被害者や私たちが「おかしいと声をあげることで法律を変えられる」と実感したできごとでした。それでも、まだ重要な課題が残っています。それは、性犯罪の成立要件に「暴行、または脅迫(強制性交等罪)」「心神喪失、もしくは抗拒不能(準強制性交等罪)」が課されていることです。

弁護士の伊藤和子さん
伊藤和子さん。弁護士、国際人権NGOヒューマンライツ・ナウ理事・事務局長で、同団体の設立にも関わる

 特に、暴行の程度は、4段階のもっとも強い暴行であることが必要とされています。これは公務執行妨害罪より暴行の程度が軽いとされています。つまり、現状では「無理やり性行為をされた」「意に反して性行為をされた」だけでは犯罪と認められません。

(本稿、冒頭の)名古屋地裁岡崎支部で父親が19歳の娘に訴えられた事件とは、娘は中学2年から高校を卒業するまで、父親によって週1~2回性的虐待を受け続けていただけでなく、専門学校入学後は週3~4回に増加し、娘が抵抗すると父親が殴る蹴るの暴行を加えていました。

 専門学校に進学するにあたって、娘は父親に入学金や学費、生活費を工面してもらっていたことから、父親は性的虐待に抵抗する娘に向かって、「金だけ取りやがって、何もしないじゃないか」と言ったそうです。

 裁判で父親は性行為には娘の同意があったと主張しましたが、裁判所は判決で(1)娘は同意していなかった、(2)父親から娘への暴力行為があった、(3)専門学校で学ぶにあたって、父親に学費や生活費の負担をしてもらっていた。その返済を求められたことで父親に経済的な負い目を感じていて、父親から娘への支配状態が強まっていた、などを認めました。

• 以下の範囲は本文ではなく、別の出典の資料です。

impl SceneFilter {
    pub fn all() -> Self {
        Self::default()
    }

    pub fn by_id(id: SceneId) -> Self {
        Self {
            id: Some(id),
            ..Self::default()
        }
    }

    pub fn pending_download() -> Self {
        Self {
            downloaded: Some(false),
            invalid: Some(false),
            ..Self::default()
        }
    }

    pub fn pending_ard() -> Self {
        Self {
            downloaded: Some(true),
            ard: Some(false),
            invalid: Some(false),
            ..Self::default()
        }
    }

    pub fn ard_ready() -> Self {
        Self {
            ard: Some(true),
            invalid: Some(false),
            ..Self::default()
        }
    }

    pub fn with_id(mut self, id: SceneId) -> Self {
        self.id = Some(id);
        self
    }

    fn where_clause(&self, provider: &ProviderName) -> (String, Vec<SqlValue>) {
        let mut clauses = vec!["provider = ?".to_string()];
        let mut values = vec![SqlValue::Text(provider.as_str().to_string())];
        if let Some(id) = self.id {
            clauses.push("id = ?".to_string());
            values.push(SqlValue::Integer(id));
        }
        let flags = [
            ("downloaded", self.downloaded),
            ("ard_done", self.ard),
            ("invalid", self.invalid),
            ("archived", self.archived),
        ];
        for (column, flag) in flags {
            if let Some(flag) = flag {
                clauses.push(format!("{column} = ?"));
                values.push(SqlValue::Integer(i64::from(flag)));
            }
        }
        if let Some(from) = &self.acquired_from {
            clauses.push("acquired_at >= ?".to_string());
            values.push(SqlValue::Text(format_ts(from)));
        }
        if let Some(to) = &self.acquired_to {
            clauses.push("acquired_at <= ?".to_string());
            values.push(SqlValue::Text(format_ts(to)));
        }
        (clauses.join(" AND "), values)
    }
}

#[derive(Debug, Clone, Copy, Default, PartialEq, Eq)]
pub enum SceneOrder {
    #[default]
    AcquiredAsc,
    AcquiredDesc,
    IdAsc,
}

/// Row window for paged queries. `limit: None` returns everything after
/// `offset`.
#[derive(Debug, Clone, Copy, Default, PartialEq, Eq)]
pub struct Page {
    pub offset: usize,
    pub limit: Option<usize>,
}

impl Page {
    pub fn new(offset: usize, limit: usize) -> Self {
        Self {
            offset,
            limit: Some(limit),
        }
    }

    fn sql(self) -> String {
        match (self.limit, self.offset) {
            (None, 0) => String::new(),
            (None, offset) => format!(" LIMIT -1 OFFSET {offset}"),
            (Some(limit), offset) => format!(" LIMIT {limit} OFFSET {offset}"),
        }
    }
}

impl SceneOrder {
    fn sql(self) -> &'static str {
        match self {
            SceneOrder::AcquiredAsc => "acquired_at ASC, id ASC",
            SceneOrder::AcquiredDesc => "acquired_at DESC, id DESC",
            SceneOrder::IdAsc => "id ASC",
        }
    }
}

/// Partial updates a stage may apply to one scene. None of them clears a
/// done flag; that is left to [`CatalogStore::reset_scene`].
#[derive(Debug, Clone, PartialEq)]
pub enum SceneUpdate {
    Downloaded(DownloadRecord),
    ArdReady {
        record: ArdRecord,
        bbox: Option<BBox>,
    },
    Bbox(BBox),
    Invalid,
    Archived {
        local_path: Option<String>,
    },
}

#[derive(Debug, Clone, Copy, Default, PartialEq, Eq)]
pub struct ResetScope {
    pub download: bool,
    pub invalid: bool,
}

#[derive(Debug, Clone, Default, PartialEq, Eq, Serialize)]
pub struct CatalogSummary {
    pub provider: String,
    pub total: usize,
    pub pending: usize,
    pub downloaded: usize,
    pub ard_ready: usize,
    pub analyzed: usize,
    pub invalid: usize,
    pub archived: usize,
}

#[derive(Debug, Clone, Serialize, Deserialize)]
pub struct CatalogExport {
    pub provider: ProviderName,
    pub exported_at: DateTime<Utc>,
    pub scenes: Vec<Scene>,
    pub plugin_runs: Vec<PluginRun>,
}

#[derive(Debug, Clone, Default, PartialEq, Eq, Serialize)]
pub struct ImportResult {
    pub imported: usize,
    pub skipped: usize,
}

/// Provider-scoped view over the catalog database. Every call opens its
/// own short-lived connection, so a store is cheap to clone into workers.
#[derive(Debug, Clone)]
pub struct CatalogStore {
    db_path: Utf8PathBuf,
    provider: ProviderName,
}
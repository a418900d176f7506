use std::collections::HashMap;
use std::fs::{self, OpenOptions};
use std::io::Write;
use std::path::{Path, PathBuf};
use std::sync::Mutex;

use camino::Utf8PathBuf;
use chrono::{TimeZone, Utc};
use serde_json::Value;

use terra_dm::ard::{ArdConverter, ArdDispatcher, ArdOutcome, ArdSettings, ConversionJob, ConversionOutput};
use terra_dm::cache::{CacheIndex, CacheMode};
use terra_dm::domain::{Checksum, ChecksumKind, NewScene, RemoteRef};
use terra_dm::download::{DownloadManager, DownloadOutcome, DownloadSettings};
use terra_dm::error::TerraError;
use terra_dm::store::CatalogStore;
use terra_dm::transport::Transport;

const PAYLOAD: &[u8] = b"hello world";
const PAYLOAD_MD5: &str = "5eb63bbbe01eeed093cb22bb8f5acdc3";

/// Serves in-memory payloads by URL. With `cut_after` set, the next call
/// writes only that many bytes and then fails, like a dropped connection.
#[derive(Default)]
struct MockTransport {
    payloads: HashMap<String, Vec<u8>>,
    cut_after: Mutex<Option<usize>>,
    calls: Mutex<Vec<(String, u64)>>,
}

impl MockTransport {
    fn serving(url: &str, body: &[u8]) -> Self {
        Self {
            payloads: HashMap::from([(url.to_string(), body.to_vec())]),
            ..Self::default()
        }
    }

    fn calls(&self) -> Vec<(String, u64)> {
        self.calls.lock().unwrap().clone()
    }
}

impl Transport for MockTransport {
    fn fetch(&self, url: &str, dest: &Path, resume_from: u64) -> Result<u64, TerraError> {
        self.calls.lock().unwrap().push((url.to_string(), resume_from));
        let body = self
            .payloads
            .get(url)
            .ok_or_else(|| TerraError::ProviderStatus {
                status: 404,
                message: url.to_string(),
            })?;
        let start = usize::try_from(resume_from).unwrap().min(body.len());
        let mut rest = &body[start..];
        let cut = self.cut_after.lock().unwrap().take();
        if let Some(cut) = cut {
            rest = &rest[..cut.min(rest.len())];
        }
        let mut file = OpenOptions::new().create(true).append(true).open(dest).unwrap();
        file.write_all(rest).unwrap();
        if cut.is_some() {
            return Err(TerraError::Transfer("connection reset".to_string()));
        }
        Ok(fs::metadata(dest).unwrap().len())
    }
}

struct Fixture {
    _dir: tempfile::TempDir,
    store: CatalogStore,
    root: PathBuf,
    cache_root: PathBuf,
}

fn fixture(remotes: &[(&str, Option<Checksum>, Option<u64>)]) -> Fixture {
    let dir = tempfile::tempdir().unwrap();
    let db = Utf8PathBuf::from_path_buf(dir.path().join("catalog.sqlite")).unwrap();
    let store = CatalogStore::open(db, "gedi".parse().unwrap()).unwrap();
    let acquired = Utc.with_ymd_and_hms(2020, 5, 1, 0, 0, 0).unwrap();
    let rows: Vec<NewScene> = remotes
        .iter()
        .map(|(name, checksum, size)| NewScene {
            natural_id: name.to_string(),
            acquired_at: acquired,
            bbox: None,
            remote: RemoteRef {
                url: format!("https://example.org/{name}.h5"),
                filename: format!("{name}.h5"),
                checksum: checksum.clone(),
                size: *size,
            },
            query_at: acquired,
            extra: Value::Null,
        })
        .collect();
    store.insert_scenes(&rows).unwrap();
    let root = dir.path().join("raw");
    let cache_root = dir.path().join("cache");
    fs::create_dir_all(&cache_root).unwrap();
    Fixture {
        store,
        root,
        cache_root,
        _dir: dir,
    }
}

fn manager<'a>(fx: &Fixture, transport: &'a MockTransport) -> DownloadManager<&'a MockTransport> {
    let cache = CacheIndex::build(&[fx.cache_root.as_path()], ".h5").unwrap();
    DownloadManager::new(
        fx.store.clone(),
        transport,
        cache,
        DownloadSettings {
            download_root: fx.root.clone(),
            cache_mode: CacheMode::Copy,
        },
    )
}

fn md5() -> Option<Checksum> {
    Some(Checksum::new(ChecksumKind::Md5, PAYLOAD_MD5).unwrap())
}

#[test]
fn fetches_verifies_and_records() {
    let fx = fixture(&[("S1", md5(), None)]);
    let transport = MockTransport::serving("https://example.org/S1.h5", PAYLOAD);
    let report = manager(&fx, &transport).download_all(1).unwrap();
    assert_eq!(report.succeeded, 1);

    let scene = fx.store.get_scene(0).unwrap();
    assert!(scene.download.done);
    let local = PathBuf::from(scene.download.local_path.unwrap());
    assert_eq!(local, fx.root.join("S1_0").join("S1.h5"));
    assert_eq!(fs::read(&local).unwrap(), PAYLOAD);
    assert!(!fx.root.join("S1_0").join("S1.h5.part").exists());
    assert_eq!(scene.download.checksum, md5());
    assert_eq!(scene.download.size, Some(PAYLOAD.len() as u64));
}

#[test]
fn interrupted_transfer_resumes_from_partial_bytes() {
    let fx = fixture(&[("S1", md5(), Some(PAYLOAD.len() as u64))]);
    let transport = MockTransport::serving("https://example.org/S1.h5", PAYLOAD);
    *transport.cut_after.lock().unwrap() = Some(5);

    let first = manager(&fx, &transport).download_all(1).unwrap();
    assert_eq!(first.failed, 1);
    assert!(!fx.store.get_scene(0).unwrap().download.done);
    let part = fx.root.join("S1_0").join("S1.h5.part");
    assert_eq!(fs::metadata(&part).unwrap().len(), 5);

    let second = manager(&fx, &transport).download_all(1).unwrap();
    assert_eq!(second.succeeded, 1);
    assert_eq!(transport.calls().last().unwrap().1, 5);
    assert!(fx.store.get_scene(0).unwrap().download.done);
}

#[test]
fn complete_partial_file_is_finalised_without_network() {
    let fx = fixture(&[("S1", None, Some(PAYLOAD.len() as u64))]);
    let dir = fx.root.join("S1_0");
    fs::create_dir_all(&dir).unwrap();
    fs::write(dir.join("S1.h5.part"), PAYLOAD).unwrap();

    let transport = MockTransport::default();
    let scene = fx.store.get_scene(0).unwrap();
    let outcome = manager(&fx, &transport).download_one(&scene).unwrap();
    assert_eq!(outcome, DownloadOutcome::Fetched);
    assert!(transport.calls().is_empty());
    assert!(dir.join("S1.h5").is_file());
}

#[test]
fn checksum_mismatch_is_rejected_and_discarded() {
    let wrong = Checksum::new(ChecksumKind::Md5, "00000000000000000000000000000000").unwrap();
    let fx = fixture(&[("S1", Some(wrong), None)]);
    let transport = MockTransport::serving("https://example.org/S1.h5", PAYLOAD);
    let scene = fx.store.get_scene(0).unwrap();

    let outcome = manager(&fx, &transport).download_one(&scene).unwrap();
    assert_eq!(outcome, DownloadOutcome::Rejected);
    assert!(!fx.store.get_scene(0).unwrap().download.done);
    assert!(!fx.root.join("S1_0").join("S1.h5.part").exists());
    assert!(!fx.root.join("S1_0").join("S1.h5").exists());
}

#[test]
fn cache_hit_skips_the_network() {
    let fx = fixture(&[("S1", md5(), None)]);
    fs::write(fx.cache_root.join("S1.h5"), PAYLOAD).unwrap();
    let transport = MockTransport::default();
    let scene = fx.store.get_scene(0).unwrap();

    let outcome = manager(&fx, &transport).download_one(&scene).unwrap();
    assert_eq!(outcome, DownloadOutcome::CacheHit);
    assert!(transport.calls().is_empty());
    assert!(fx.store.get_scene(0).unwrap().download.done);
}

#[test]
fn corrupt_cache_entry_falls_back_to_fetch() {
    let fx = fixture(&[("S1", md5(), None)]);
    fs::write(fx.cache_root.join("S1.h5"), b"stale bytes").unwrap();
    let transport = MockTransport::serving("https://example.org/S1.h5", PAYLOAD);
    let scene = fx.store.get_scene(0).unwrap();

    let outcome = manager(&fx, &transport).download_one(&scene).unwrap();
    assert_eq!(outcome, DownloadOutcome::Fetched);
    assert_eq!(transport.calls().len(), 1);
}

#[test]
fn verified_file_on_disk_is_recorded() {
    let fx = fixture(&[("S1", md5(), None)]);
    let dir = fx.root.join("S1_0");
    fs::create_dir_all(&dir).unwrap();
    fs::write(dir.join("S1.h5"), PAYLOAD).unwrap();
    let transport = MockTransport::default();
    let scene = fx.store.get_scene(0).unwrap();

    let outcome = manager(&fx, &transport).download_one(&scene).unwrap();
    assert_eq!(outcome, DownloadOutcome::AlreadyPresent);
    assert!(transport.calls().is_empty());
}

#[test]
fn single_download_of_unknown_or_finished_scene_is_false() {
    let fx = fixture(&[("S1", md5(), None), ("S2", None, None)]);
    let transport = MockTransport::serving("https://example.org/S1.h5", PAYLOAD);
    let downloads = manager(&fx, &transport);

    assert!(!downloads.download_single(42).unwrap());
    assert!(downloads.download_single(0).unwrap());
    assert!(!downloads.download_single(0).unwrap());
    assert_eq!(transport.calls().len(), 1);
}

#[test]
fn parallel_workers_download_every_scene() {
    let names = ["S1", "S2", "S3", "S4", "S5"];
    let remotes: Vec<_> = names.iter().map(|n| (*n, md5(), None)).collect();
    let fx = fixture(&remotes);
    let mut transport = MockTransport::default();
    for name in names {
        transport
            .payloads
            .insert(format!("https://example.org/{name}.h5"), PAYLOAD.to_vec());
    }

    let report = manager(&fx, &transport).download_all(3).unwrap();
    assert_eq!(report.attempted, 5);
    assert_eq!(report.succeeded, 5);
    assert_eq!(fx.store.summary::<&str>(&[]).unwrap().downloaded, 5);
}

struct CopyConverter;

impl ArdConverter for CopyConverter {
    fn convert(&self, job: &ConversionJob<'_>) -> Result<ConversionOutput, TerraError> {
        let out = job.output_dir.join("product.tif");
        fs::copy(&job.input, &out).unwrap();
        Ok(ConversionOutput {
            outputs: vec![out],
            footprints: Vec::new(),
        })
    }
}

#[cfg(unix)]
#[test]
fn symlinked_cache_hit_can_be_converted() {
    let fx = fixture(&[("X", md5(), None)]);
    // The cache root itself holds a link into a shared archive.
    let archive = fx.cache_root.parent().unwrap().join("archive");
    fs::create_dir_all(&archive).unwrap();
    fs::write(archive.join("X.h5"), PAYLOAD).unwrap();
    std::os::unix::fs::symlink(archive.join("X.h5"), fx.cache_root.join("X.h5")).unwrap();

    let transport = MockTransport::default();
    let manager = DownloadManager::new(
        fx.store.clone(),
        &transport,
        CacheIndex::build(&[fx.cache_root.as_path()], ".h5").unwrap(),
        DownloadSettings {
            download_root: fx.root.clone(),
            cache_mode: CacheMode::Symlink,
        },
    );
    let scene = fx.store.get_scene(0).unwrap();
    assert_eq!(manager.download_one(&scene).unwrap(), DownloadOutcome::CacheHit);
    assert!(transport.calls().is_empty());
    let placed = fx.root.join("X_0").join("X.h5");
    assert!(fs::symlink_metadata(&placed).unwrap().file_type().is_symlink());

    let work = fx.root.parent().unwrap().to_path_buf();
    let dispatcher = ArdDispatcher::new(
        fx.store.clone(),
        CopyConverter,
        ArdSettings {
            ard_root: work.join("ard"),
            work_root: work.join("work"),
            tmp_root: work.join("tmp"),
            file_pattern: "*.h5".to_string(),
            reprojection: None,
        },
    );
    let scene = fx.store.get_scene(0).unwrap();
    assert_eq!(dispatcher.convert_one(&scene).unwrap(), ArdOutcome::Converted);
    let scene = fx.store.get_scene(0).unwrap();
    assert!(scene.ard.done);
    let product = PathBuf::from(scene.ard.product_path.unwrap());
    assert_eq!(fs::read(product.join("product.tif")).unwrap(), PAYLOAD);
}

 それにもかかわらず、同地裁は準強制性交等罪で有罪が成立するための「抗拒不能」について「抗拒不能状態を裏付けるほどの強い離人状態(解離状態)にまで陥っていたとは判断できない」と認定しました。

 そして同罪を成立させるためには「生命・身体などに重大な危害を加えられる恐れがあった」「性交に応じるほかには選択肢が一切ないと思い込まされていた」という状態が必要であり、被害者はそういう状態だったとは判断されないため、無罪判決を出したのです。

 父親は刑事責任を負いませんでした。この裁判の結論は、平たく言えば「少しでも抵抗できる状態であれば、抗拒不能とは言えない」ということでしょう。

 あまりにも理不尽な結論ではないでしょうか。しかし、24年間、弁護士として活動してきましたが、このような事例は決して例外ではなく、性暴力の多くは起訴すらされず処罰されないままになっています。